## WORK TO BE COMPLETED
Copy the data word for word, keeping every line.

►

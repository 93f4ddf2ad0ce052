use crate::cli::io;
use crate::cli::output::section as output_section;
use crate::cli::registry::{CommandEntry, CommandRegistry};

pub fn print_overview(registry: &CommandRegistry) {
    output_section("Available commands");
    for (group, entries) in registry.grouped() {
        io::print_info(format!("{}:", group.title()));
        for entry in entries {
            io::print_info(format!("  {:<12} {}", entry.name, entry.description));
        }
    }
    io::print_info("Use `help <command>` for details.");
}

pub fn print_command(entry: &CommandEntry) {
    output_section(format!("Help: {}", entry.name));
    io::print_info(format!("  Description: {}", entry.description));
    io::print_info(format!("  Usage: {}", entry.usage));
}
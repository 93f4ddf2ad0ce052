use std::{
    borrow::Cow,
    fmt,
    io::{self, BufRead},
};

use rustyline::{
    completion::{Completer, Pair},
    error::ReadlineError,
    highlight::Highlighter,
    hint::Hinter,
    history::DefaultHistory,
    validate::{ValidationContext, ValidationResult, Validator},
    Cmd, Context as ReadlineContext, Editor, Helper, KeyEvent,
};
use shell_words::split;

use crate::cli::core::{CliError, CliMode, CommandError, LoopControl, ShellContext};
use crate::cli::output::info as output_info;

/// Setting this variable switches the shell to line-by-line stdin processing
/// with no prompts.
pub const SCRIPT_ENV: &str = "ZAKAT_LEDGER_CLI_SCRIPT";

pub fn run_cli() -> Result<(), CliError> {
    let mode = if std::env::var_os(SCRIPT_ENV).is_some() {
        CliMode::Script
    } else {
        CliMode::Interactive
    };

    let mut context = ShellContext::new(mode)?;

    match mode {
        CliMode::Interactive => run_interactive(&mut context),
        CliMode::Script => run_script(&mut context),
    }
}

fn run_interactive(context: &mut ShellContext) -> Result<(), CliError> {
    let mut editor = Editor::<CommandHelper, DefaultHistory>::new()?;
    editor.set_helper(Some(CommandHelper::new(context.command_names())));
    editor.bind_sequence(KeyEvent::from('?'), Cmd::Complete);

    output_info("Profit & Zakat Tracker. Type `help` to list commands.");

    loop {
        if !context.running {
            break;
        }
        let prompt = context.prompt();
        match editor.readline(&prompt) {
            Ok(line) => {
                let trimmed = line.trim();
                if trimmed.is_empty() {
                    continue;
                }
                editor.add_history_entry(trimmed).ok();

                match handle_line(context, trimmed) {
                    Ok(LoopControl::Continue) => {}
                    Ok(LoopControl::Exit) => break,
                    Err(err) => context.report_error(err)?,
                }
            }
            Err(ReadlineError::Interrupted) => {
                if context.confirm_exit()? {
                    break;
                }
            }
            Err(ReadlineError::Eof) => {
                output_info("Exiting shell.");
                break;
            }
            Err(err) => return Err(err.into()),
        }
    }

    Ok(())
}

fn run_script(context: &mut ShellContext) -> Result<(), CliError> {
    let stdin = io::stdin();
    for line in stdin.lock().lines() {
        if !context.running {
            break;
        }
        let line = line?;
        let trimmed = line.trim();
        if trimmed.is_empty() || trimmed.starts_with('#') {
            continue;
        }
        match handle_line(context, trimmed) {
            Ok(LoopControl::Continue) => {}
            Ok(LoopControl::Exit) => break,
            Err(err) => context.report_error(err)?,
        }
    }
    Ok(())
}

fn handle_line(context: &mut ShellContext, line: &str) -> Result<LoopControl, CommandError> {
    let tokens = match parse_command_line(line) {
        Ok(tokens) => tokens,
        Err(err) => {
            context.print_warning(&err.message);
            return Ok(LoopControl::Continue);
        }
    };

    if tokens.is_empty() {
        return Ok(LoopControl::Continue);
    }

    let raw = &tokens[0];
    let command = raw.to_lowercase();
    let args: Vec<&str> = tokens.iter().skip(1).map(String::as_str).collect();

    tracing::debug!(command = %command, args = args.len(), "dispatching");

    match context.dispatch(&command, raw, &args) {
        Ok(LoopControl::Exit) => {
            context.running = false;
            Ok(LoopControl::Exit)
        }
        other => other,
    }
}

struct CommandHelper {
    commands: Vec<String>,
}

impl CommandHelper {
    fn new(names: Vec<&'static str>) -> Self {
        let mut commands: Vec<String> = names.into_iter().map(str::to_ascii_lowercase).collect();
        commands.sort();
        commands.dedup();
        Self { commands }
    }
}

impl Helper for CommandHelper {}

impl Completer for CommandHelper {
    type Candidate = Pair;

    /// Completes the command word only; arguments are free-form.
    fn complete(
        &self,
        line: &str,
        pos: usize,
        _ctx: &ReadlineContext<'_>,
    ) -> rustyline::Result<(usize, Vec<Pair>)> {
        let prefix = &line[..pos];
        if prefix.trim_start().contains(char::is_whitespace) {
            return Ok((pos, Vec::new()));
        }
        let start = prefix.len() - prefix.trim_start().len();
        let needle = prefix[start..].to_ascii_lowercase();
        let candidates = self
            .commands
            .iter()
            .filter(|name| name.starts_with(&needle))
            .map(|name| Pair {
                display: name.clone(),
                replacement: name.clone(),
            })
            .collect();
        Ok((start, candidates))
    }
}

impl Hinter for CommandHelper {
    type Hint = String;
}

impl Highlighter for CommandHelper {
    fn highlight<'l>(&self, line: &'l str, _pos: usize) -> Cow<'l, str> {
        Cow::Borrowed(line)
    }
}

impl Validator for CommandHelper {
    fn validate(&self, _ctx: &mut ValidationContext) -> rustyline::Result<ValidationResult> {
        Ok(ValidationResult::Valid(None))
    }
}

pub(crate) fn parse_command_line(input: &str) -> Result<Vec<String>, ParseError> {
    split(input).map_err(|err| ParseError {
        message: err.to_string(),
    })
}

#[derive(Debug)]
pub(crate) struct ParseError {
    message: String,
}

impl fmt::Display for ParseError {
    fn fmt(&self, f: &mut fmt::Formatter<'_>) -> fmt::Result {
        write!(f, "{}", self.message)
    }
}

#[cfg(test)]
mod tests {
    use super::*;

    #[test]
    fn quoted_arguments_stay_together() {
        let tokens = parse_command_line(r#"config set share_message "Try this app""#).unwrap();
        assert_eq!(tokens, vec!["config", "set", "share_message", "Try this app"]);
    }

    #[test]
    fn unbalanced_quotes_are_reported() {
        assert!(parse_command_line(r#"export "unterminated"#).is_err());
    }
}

◄

## ANSWER BOX
repository 93f4ddf2ad0ce052
use crate::cli::io;
use crate::cli::output::section as output_section;
use crate::cli::registry::{CommandEntry, CommandRegistry};

pub fn print_overview(registry: &CommandRegistry) {
    output_section("Available commands");
    for (group, entries) in registry.grouped() {
        io::print_info(format!("{}:", group.title()));
        for entry in entries {
            io::print_info(format!("  {:<12} {}", entry.name, entry.description));
        }
    }
    io::print_info("Use `help <command>` for details.");
}

pub fn print_command(entry: &CommandEntry) {
    output_section(format!("Help: {}", entry.name));
    io::print_info(format!("  Description: {}", entry.description));
    io::print_info(format!("  Usage: {}", entry.usage));
}
repository 93f4ddf2ad0ce052
use std::{
    borrow::Cow,
    fmt,
    io::{self, BufRead},
};

use rustyline::{
    completion::{Completer, Pair},
    error::ReadlineError,
    highlight::Highlighter,
    hint::Hinter,
    history::DefaultHistory,
    validate::{ValidationContext, ValidationResult, Validator},
    Cmd, Context as ReadlineContext, Editor, Helper, KeyEvent,
};
use shell_words::split;

use crate::cli::core::{CliError, CliMode, CommandError, LoopControl, ShellContext};
use crate::cli::output::info as output_info;

/// Setting this variable switches the shell to line-by-line stdin processing
/// with no prompts.
pub const SCRIPT_ENV: &str = "ZAKAT_LEDGER_CLI_SCRIPT";

pub fn run_cli() -> Result<(), CliError> {
    let mode = if std::env::var_os(SCRIPT_ENV).is_some() {
        CliMode::Script
    } else {
        CliMode::Interactive
    };

    let mut context = ShellContext::new(mode)?;

    match mode {
        CliMode::Interactive => run_interactive(&mut context),
        CliMode::Script => run_script(&mut context),
    }
}

fn run_interactive(context: &mut ShellContext) -> Result<(), CliError> {
    let mut editor = Editor::<CommandHelper, DefaultHistory>::new()?;
    editor.set_helper(Some(CommandHelper::new(context.command_names())));
    editor.bind_sequence(KeyEvent::from('?'), Cmd::Complete);

    output_info("Profit & Zakat Tracker. Type `help` to list commands.");

    loop {
        if !context.running {
            break;
        }
        let prompt = context.prompt();
        match editor.readline(&prompt) {
            Ok(line) => {
                let trimmed = line.trim();
                if trimmed.is_empty() {
                    continue;
                }
                editor.add_history_entry(trimmed).ok();

                match handle_line(context, trimmed) {
                    Ok(LoopControl::Continue) => {}
                    Ok(LoopControl::Exit) => break,
                    Err(err) => context.report_error(err)?,
                }
            }
            Err(ReadlineError::Interrupted) => {
                if context.confirm_exit()? {
                    break;
                }
            }
            Err(ReadlineError::Eof) => {
                output_info("Exiting shell.");
                break;
            }
            Err(err) => return Err(err.into()),
        }
    }

    Ok(())
}

fn run_script(context: &mut ShellContext) -> Result<(), CliError> {
    let stdin = io::stdin();
    for line in stdin.lock().lines() {
        if !context.running {
            break;
        }
        let line = line?;
        let trimmed = line.trim();
        if trimmed.is_empty() || trimmed.starts_with('#') {
            continue;
        }
        match handle_line(context, trimmed) {
            Ok(LoopControl::Continue) => {}
            Ok(LoopControl::Exit) => break,
            Err(err) => context.report_error(err)?,
        }
    }
    Ok(())
}

fn handle_line(context: &mut ShellContext, line: &str) -> Result<LoopControl, CommandError> {
    let tokens = match parse_command_line(line) {
        Ok(tokens) => tokens,
        Err(err) => {
            context.print_warning(&err.message);
            return Ok(LoopControl::Continue);
        }
    };

    if tokens.is_empty() {
        return Ok(LoopControl::Continue);
    }

    let raw = &tokens[0];
    let command = raw.to_lowercase();
    let args: Vec<&str> = tokens.iter().skip(1).map(String::as_str).collect();

    tracing::debug!(command = %command, args = args.len(), "dispatching");

    match context.dispatch(&command, raw, &args) {
        Ok(LoopControl::Exit) => {
            context.running = false;
            Ok(LoopControl::Exit)
        }
        other => other,
    }
}

struct CommandHelper {
    commands: Vec<String>,
}

impl CommandHelper {
    fn new(names: Vec<&'static str>) -> Self {
        let mut commands: Vec<String> = names.into_iter().map(str::to_ascii_lowercase).collect();
        commands.sort();
        commands.dedup();
        Self { commands }
    }
}

impl Helper for CommandHelper {}

impl Completer for CommandHelper {
    type Candidate = Pair;

    /// Completes the command word only; arguments are free-form.
    fn complete(
        &self,
        line: &str,
        pos: usize,
        _ctx: &ReadlineContext<'_>,
    ) -> rustyline::Result<(usize, Vec<Pair>)> {
        let prefix = &line[..pos];
        if prefix.trim_start().contains(char::is_whitespace) {
            return Ok((pos, Vec::new()));
        }
        let start = prefix.len() - prefix.trim_start().len();
        let needle = prefix[start..].to_ascii_lowercase();
        let candidates = self
            .commands
            .iter()
            .filter(|name| name.starts_with(&needle))
            .map(|name| Pair {
                display: name.clone(),
                replacement: name.clone(),
            })
            .collect();
        Ok((start, candidates))
    }
}

impl Hinter for CommandHelper {
    type Hint = String;
}

impl Highlighter for CommandHelper {
    fn highlight<'l>(&self, line: &'l str, _pos: usize) -> Cow<'l, str> {
        Cow::Borrowed(line)
    }
}

impl Validator for CommandHelper {
    fn validate(&self, _ctx: &mut ValidationContext) -> rustyline::Result<ValidationResult> {
        Ok(ValidationResult::Valid(None))
    }
}

pub(crate) fn parse_command_line(input: &str) -> Result<Vec<String>, ParseError> {
    split(input).map_err(|err| ParseError {
        message: err.to_string(),
    })
}

#[derive(Debug)]
pub(crate) struct ParseError {
    message: String,
}

impl fmt::Display for ParseError {
    fn fmt(&self, f: &mut fmt::Formatter<'_>) -> fmt::Result {
        write!(f, "{}", self.message)
    }
}

#[cfg(test)]
mod tests {
    use super::*;

    #[test]
    fn quoted_arguments_stay_together() {
        let tokens = parse_command_line(r#"config set share_message "Try this app""#).unwrap();
        assert_eq!(tokens, vec!["config", "set", "share_message", "Try this app"]);
    }

    #[test]
    fn unbalanced_quotes_are_reported() {
        assert!(parse_command_line(r#"export "unterminated"#).is_err());
    }
}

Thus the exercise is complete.